Division of Oncology, Children's National Hospital, Washington, DC, USA.
George Washington University School of Medicine and Health Sciences, Washington, DC, USA.
Support Care Cancer. 2022 Apr;30(4):3513-3520. doi: 10.1007/s00520-022-06818-9. Epub 2022 Jan 11.
Chemotherapy-induced nausea and vomiting (CINV) is a frequently seen burdensome adverse event of cancer therapy. The 5-HT3 receptor antagonist ondansetron has improved the rates of CINV but, unfortunately, up to 30% of patients do not obtain satisfactory control. This study examined whether genetic variations in a relevant drug-metabolizing enzyme (CYP2D6), transporter (ABCB1), or receptor (5-HT3) were associated with ondansetron failure.
DNA was extracted from blood and used to genotype: ABCB1 (3435C > T (rs1045642) and G2677A/T (rs2032582)), 5-HT3RB (rs3758987 T > C and rs45460698 (delAAG/dupAAG)), and CYP2D6 variants. Ondansetron failure was determined by review of the medical records and by patient-reported outcomes (PROs).
One hundred twenty-nine patients were approached; 103 consented. Participants were less than 1 to 33 years (mean 6.85). A total of 39.8% was female, 58.3% was White (22.3% Black, 19.4% other), and 24.3% was Hispanic. A majority had leukemia or lymphoma, and 41 (39.8%) met the definition of ondansetron failure. Of variants tested, rs45460698 independently showed a significant difference in risk of ondansetron failure between a mutant (any deletion) and normal allele (p = 0.0281, OR 2.67). Age and BMI were both predictive of ondansetron failure (age > 12 (OR 1.12, p = 0.0012) and higher BMI (OR 1.13, p = 0.0119)). In multivariate analysis, age > 12 was highly predictive of ondansetron failure (OR 7.108, p = 0.0008). rs45460698 was predictive when combined with an increased nausea phenotype variant of rs1045642 (OR 3.45, p = 0.0426).
Select phenotypes of 5-HT3RB and ABCB1, age, and potentially BMI can help predict increased risk for CINV in a diverse pediatric oncology population.

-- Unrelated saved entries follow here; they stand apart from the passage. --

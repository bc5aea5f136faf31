//! Cache Entry
//!
//! One slot per key. The entry's own lock is held across the whole
//! read-or-refresh-and-write sequence, including the upstream fetch, so at
//! most one fetch per key is ever in flight.

use std::future::Future;
use std::sync::atomic::{AtomicU64, Ordering};
use std::time::Duration;

use tokio::sync::Mutex;
use tokio::time::Instant;

use crate::error::{TopoError, TopoResult};

/// How a lookup was answered.
#[derive(Debug, Clone, PartialEq)]
pub enum Lookup<V> {
    /// Served from cache without an upstream call
    Hit(V),
    /// Fetched from upstream and stored
    Refreshed(V),
    /// Upstream failed; the last good value was served instead
    Stale { value: V, error: TopoError },
    /// Upstream failed and nothing has ever been cached for this key
    Uncached(TopoError),
}

impl<V> Lookup<V> {
    /// The value handed to the caller, if any
    pub fn value(&self) -> Option<&V> {
        match self {
            Lookup::Hit(v) | Lookup::Refreshed(v) | Lookup::Stale { value: v, .. } => Some(v),
            Lookup::Uncached(_) => None,
        }
    }

    /// Drop the provenance and keep only what the caller sees
    pub fn into_result(self) -> TopoResult<V> {
        match self {
            Lookup::Hit(v) | Lookup::Refreshed(v) | Lookup::Stale { value: v, .. } => Ok(v),
            Lookup::Uncached(e) => Err(e),
        }
    }
}

/// Last successfully fetched value and when it was stored
#[derive(Debug)]
struct Slot<V> {
    inserted_at: Instant,
    value: V,
}

#[derive(Debug)]
struct EntryState<V> {
    /// `None` until the first successful fetch; never cleared afterwards
    slot: Option<Slot<V>>,
    /// Failure of the most recent fetch, cleared on success
    last_error: Option<TopoError>,
}

/// Cache slot for a single key.
#[derive(Debug)]
pub struct CacheEntry<V> {
    /// Completed fetch attempts. Read before queueing on `state` so a caller
    /// can tell whether a fetch finished while it was waiting.
    attempts: AtomicU64,
    state: Mutex<EntryState<V>>,
}

impl<V> Default for CacheEntry<V> {
    fn default() -> Self {
        Self::new()
    }
}

impl<V> CacheEntry<V> {
    /// Create an empty entry
    pub fn new() -> Self {
        Self {
            attempts: AtomicU64::new(0),
            state: Mutex::new(EntryState {
                slot: None,
                last_error: None,
            }),
        }
    }
}

impl<V: Clone> CacheEntry<V> {
    /// Return the cached value if younger than `ttl`, otherwise call `fetch`.
    ///
    /// Callers that queued while another caller's fetch was in flight get
    /// that fetch's outcome instead of fetching again. A failed fetch leaves
    /// the stored value and its timestamp untouched, so the next call retries.
    pub async fn get_or_refresh<F, Fut>(&self, ttl: Duration, fetch: F) -> Lookup<V>
    where
        F: FnOnce() -> Fut,
        Fut: Future<Output = TopoResult<V>>,
    {
        let seen = self.attempts.load(Ordering::Acquire);
        let mut state = self.state.lock().await;

        if let Some(slot) = &state.slot {
            if slot.inserted_at.elapsed() < ttl {
                return Lookup::Hit(slot.value.clone());
            }
        }

        if self.attempts.load(Ordering::Acquire) != seen {
            return Self::last_outcome(&state);
        }

        let result = fetch().await;
        self.attempts.fetch_add(1, Ordering::AcqRel);

        match result {
            Ok(value) => {
                state.slot = Some(Slot {
                    inserted_at: Instant::now(),
                    value: value.clone(),
                });
                state.last_error = None;
                Lookup::Refreshed(value)
            }
            Err(error) => {
                state.last_error = Some(error.clone());
                match &state.slot {
                    Some(slot) => Lookup::Stale {
                        value: slot.value.clone(),
                        error,
                    },
                    None => Lookup::Uncached(error),
                }
            }
        }
    }

    fn last_outcome(state: &EntryState<V>) -> Lookup<V> {
        match (&state.slot, &state.last_error) {
            (Some(slot), None) => Lookup::Hit(slot.value.clone()),
            (Some(slot), Some(error)) => Lookup::Stale {
                value: slot.value.clone(),
                error: error.clone(),
            },
            (None, Some(error)) => Lookup::Uncached(error.clone()),
            // attempts only moves after a fetch stored a value or an error
            (None, None) => Lookup::Uncached(TopoError::Interrupted),
        }
    }
}

// =============================================================================
// Tests
// =============================================================================
//! Endpoint Health Filtering
//!
//! Drops lagging tablets from a freshly fetched endpoint set, unless that
//! would leave nothing to serve from.

use crate::domain::EndPoints;

/// Remove unhealthy servers from the list, unless all servers are
/// unhealthy, in which case keep them all.
///
/// An endpoint is unhealthy iff it reports high replication lag. Order of
/// the remaining endpoints is preserved.
pub fn filter_unhealthy_servers(end_points: EndPoints) -> EndPoints {
    if end_points.is_empty() {
        return end_points;
    }

    let healthy: Vec<_> = end_points
        .entries
        .iter()
        .filter(|ep| !ep.is_lagging())
        .cloned()
        .collect();

    if healthy.is_empty() {
        // Serving degraded tablets beats serving none
        return end_points;
    }

    EndPoints::new(healthy)
}

/// [`filter_unhealthy_servers`] for a possibly absent set; `None` stays `None`.
pub fn filter_optional(end_points: Option<EndPoints>) -> Option<EndPoints> {
    end_points.map(filter_unhealthy_servers)
}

化疗引起的恶心和呕吐(CINV)是癌症治疗中常见的一种负担性不良事件。5-HT3 受体拮抗剂昂丹司琼提高了 CINV 的控制率,但不幸的是,多达 30%的患者无法获得满意的控制。本研究探讨了相关药物代谢酶(CYP2D6)、转运体(ABCB1)或受体(5-HT3)的遗传变异是否与昂丹司琼失败相关。
从血液中提取 DNA,用于基因分型:ABCB1(3435C>T(rs1045642)和 G2677A/T(rs2032582))、5-HT3RB(rs3758987T>C 和 rs45460698(缺失 AAG/dupAAG))和 CYP2D6 变体。通过审查病历和患者报告的结果(PROs)确定昂丹司琼失败。

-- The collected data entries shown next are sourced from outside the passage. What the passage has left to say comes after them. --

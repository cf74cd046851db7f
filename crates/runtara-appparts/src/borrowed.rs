// Copyright (C) 2025 SyncMyOrders Sp. z o.o.
// SPDX-License-Identifier: AGPL-3.0-or-later
//! Borrowed partition handles.

use std::sync::Arc;

use serde_json::Value;
use tokio_util::sync::CancellationToken;
use tracing::debug;

use crate::app::AppVersion;
use crate::appdef::AppDef;
use crate::engines::{EngineSet, Intents};
use crate::error::{Error, Result};
use crate::limits::{Limiter, OperationKind};
use crate::structs::AppStructs;
use crate::types::{AppQName, CallerKind, PartitionId, QName, WorkspaceId};

/// Exclusive use of one engine set of a partition.
///
/// The handle pins the application version it was borrowed from. Releasing it,
/// explicitly with [`release`](Self::release) or by dropping it, returns the
/// engine set to that version's pool.
pub struct BorrowedPartition {
    app: AppQName,
    id: PartitionId,
    kind: CallerKind,
    version: Arc<AppVersion>,
    engines: Option<EngineSet>,
    limiter: Arc<dyn Limiter>,
}

impl BorrowedPartition {
    pub(crate) fn new(
        app: AppQName,
        id: PartitionId,
        kind: CallerKind,
        version: Arc<AppVersion>,
        engines: EngineSet,
        limiter: Arc<dyn Limiter>,
    ) -> Self {
        Self {
            app,
            id,
            kind,
            version,
            engines: Some(engines),
            limiter,
        }
    }

    /// Application name.
    pub fn app(&self) -> &AppQName {
        &self.app
    }

    /// Partition id.
    pub fn id(&self) -> PartitionId {
        self.id
    }

    /// Caller kind this partition was borrowed for.
    pub fn kind(&self) -> CallerKind {
        self.kind
    }

    /// Application definition of the borrowed version.
    pub fn app_def(&self) -> &Arc<AppDef> {
        self.version.def()
    }

    /// Runtime structures of the borrowed version.
    pub fn app_structs(&self) -> &Arc<AppStructs> {
        self.version.structs()
    }

    /// Invoke `extension` with `state`, collecting side effects in `intents`.
    ///
    /// # Errors
    ///
    /// - [`Error::ExtensionNotFound`] if the borrowed version does not declare `extension`
    /// - [`Error::ExtensionIncompatible`] if the caller kind may not invoke it
    /// - [`Error::Engine`] if the engine fails
    ///
    /// # Panics
    ///
    /// Panics if the engine set has no engine for the extension's engine kind,
    /// which can only happen if a factory broke the engine set contract.
    pub async fn invoke(
        &self,
        token: &CancellationToken,
        extension: &QName,
        state: &Value,
        intents: &mut Intents,
    ) -> Result<()> {
        let def = self
            .version
            .def()
            .extension(extension)
            .ok_or_else(|| Error::ExtensionNotFound(extension.clone()))?;

        if !self.kind.can_invoke(&def.kind) {
            return Err(Error::ExtensionIncompatible {
                kind: self.kind,
                extension: extension.clone(),
            });
        }

        let engine = self
            .engines
            .as_ref()
            .and_then(|set| set.get(def.engine))
            .unwrap_or_else(|| {
                panic!(
                    "engine set of {} partition {} has no {} engine for '{}'",
                    self.app, self.id, def.engine, extension
                )
            });

        engine.invoke(token, extension, state, intents).await?;
        Ok(())
    }

    /// Rule name if the operation on `resource` exceeds a rate limit.
    pub fn is_limit_exceeded(
        &self,
        resource: &QName,
        operation: OperationKind,
        workspace: WorkspaceId,
        remote_addr: &str,
    ) -> Option<String> {
        self.limiter
            .exceeded(resource, operation, workspace, remote_addr)
    }

    /// Return the engine set to its pool.
    pub fn release(self) {}
}

impl Drop for BorrowedPartition {
    fn drop(&mut self) {
        if let Some(engines) = self.engines.take() {
            self.version.pool(self.kind).release(engines);
            debug!(
                app = %self.app,
                partition = %self.id,
                kind = %self.kind,
                version = self.version.structs().version(),
                "Partition released"
            );
        }
    }
}

impl std::fmt::Debug for BorrowedPartition {
    fn fmt(&self, f: &mut std::fmt::Formatter<'_>) -> std::fmt::Result {
        f.debug_struct("BorrowedPartition")
            .field("app", &self.app)
            .field("id", &self.id)
            .field("kind", &self.kind)
            .field("version", &self.version.structs().version())
            .finish()
    }
}
// Copyright (C) 2025 SyncMyOrders Sp. z o.o.
// SPDX-License-Identifier: AGPL-3.0-or-later
//! Deployed applications and their immutable versions.

use std::sync::{Arc, PoisonError, RwLock};

use crate::appdef::AppDef;
use crate::engines::{EngineError, EngineFactories, EngineSet};
use crate::pool::{Pool, PoolSizes};
use crate::structs::AppStructs;
use crate::types::{AppQName, CallerKind};

/// One immutable version of an application: schema, runtime structures and
/// one engine pool per caller kind.
///
/// Borrowed partitions keep the version they were borrowed from alive, so
/// engine sets always go back to the pool they came from even after the
/// application has been upgraded.
pub struct AppVersion {
    def: Arc<AppDef>,
    structs: Arc<AppStructs>,
    pools: [Pool<EngineSet>; 4],
}

impl AppVersion {
    /// Build a version, creating `sizes.get(kind)` engine sets for every caller kind.
    pub fn build(
        app: &AppQName,
        def: Arc<AppDef>,
        structs: Arc<AppStructs>,
        sizes: PoolSizes,
        factories: &EngineFactories,
    ) -> Result<Self, EngineError> {
        let pool = |kind: CallerKind| -> Result<Pool<EngineSet>, EngineError> {
            Ok(Pool::new(factories.build_sets(app, &def, sizes.get(kind))?))
        };
        let pools = [
            pool(CallerKind::Command)?,
            pool(CallerKind::Query)?,
            pool(CallerKind::Actualizer)?,
            pool(CallerKind::Scheduler)?,
        ];

        Ok(Self {
            def,
            structs,
            pools,
        })
    }

    /// Application definition of this version.
    pub fn def(&self) -> &Arc<AppDef> {
        &self.def
    }

    /// Runtime structures of this version.
    pub fn structs(&self) -> &Arc<AppStructs> {
        &self.structs
    }

    /// Engine pool for `kind`.
    pub fn pool(&self, kind: CallerKind) -> &Pool<EngineSet> {
        &self.pools[kind.index()]
    }
}

impl std::fmt::Debug for AppVersion {
    fn fmt(&self, f: &mut std::fmt::Formatter<'_>) -> std::fmt::Result {
        f.debug_struct("AppVersion")
            .field("version", &self.structs.version())
            .field("extensions", &self.def.extensions().count())
            .finish()
    }
}

/// A deployed application. Its current version is the only mutable part.
pub(crate) struct App {
    name: AppQName,
    parts_count: u16,
    workspaces: usize,
    pool_sizes: PoolSizes,
    version: RwLock<Arc<AppVersion>>,
}

impl App {
    pub(crate) fn new(
        name: AppQName,
        parts_count: u16,
        workspaces: usize,
        pool_sizes: PoolSizes,
        version: AppVersion,
    ) -> Self {
        Self {
            name,
            parts_count,
            workspaces,
            pool_sizes,
            version: RwLock::new(Arc::new(version)),
        }
    }

    pub(crate) fn name(&self) -> &AppQName {
        &self.name
    }

    pub(crate) fn parts_count(&self) -> u16 {
        self.parts_count
    }

    pub(crate) fn workspaces(&self) -> usize {
        self.workspaces
    }

    pub(crate) fn pool_sizes(&self) -> PoolSizes {
        self.pool_sizes
    }

    /// Consistent snapshot of the current version.
    pub(crate) fn version(&self) -> Arc<AppVersion> {
        self.version
            .read()
            .unwrap_or_else(PoisonError::into_inner)
            .clone()
    }

    /// Publish `version` as current. Handles of older versions are unaffected.
    pub(crate) fn set_version(&self, version: AppVersion) {
        *self.version.write().unwrap_or_else(PoisonError::into_inner) = Arc::new(version);
    }
}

共接触了 129 名患者,其中 103 名同意参与。参与者年龄在 1 岁至 33 岁之间(平均 6.85 岁)。女性占 39.8%,白人占 58.3%(黑人占 22.3%,其他种族占 19.4%),西班牙裔占 24.3%。大多数患者患有白血病或淋巴瘤,41 名(39.8%)符合昂丹司琼失败的定义。在所测试的变体中,rs45460698 突变(任何缺失)与正常等位基因(p=0.0281,OR 2.67)在昂丹司琼失败风险方面表现出显著差异。年龄和 BMI 均为昂丹司琼失败的预测因素(年龄>12(OR 1.12,p=0.0012)和较高的 BMI(OR 1.13,p=0.0119))。在多变量分析中,年龄>12 是昂丹司琼失败的高度预测因素(OR 7.108,p=0.0008)。当与 rs1045642 的增加恶心表型变体 rs45460698 结合时,rs45460698 具有预测性(OR 3.45,p=0.0426)。
5-HT3RB 和 ABCB1 的特定表型、年龄以及潜在的 BMI 可以帮助预测在多样化的儿科肿瘤人群中 CINV 的风险增加。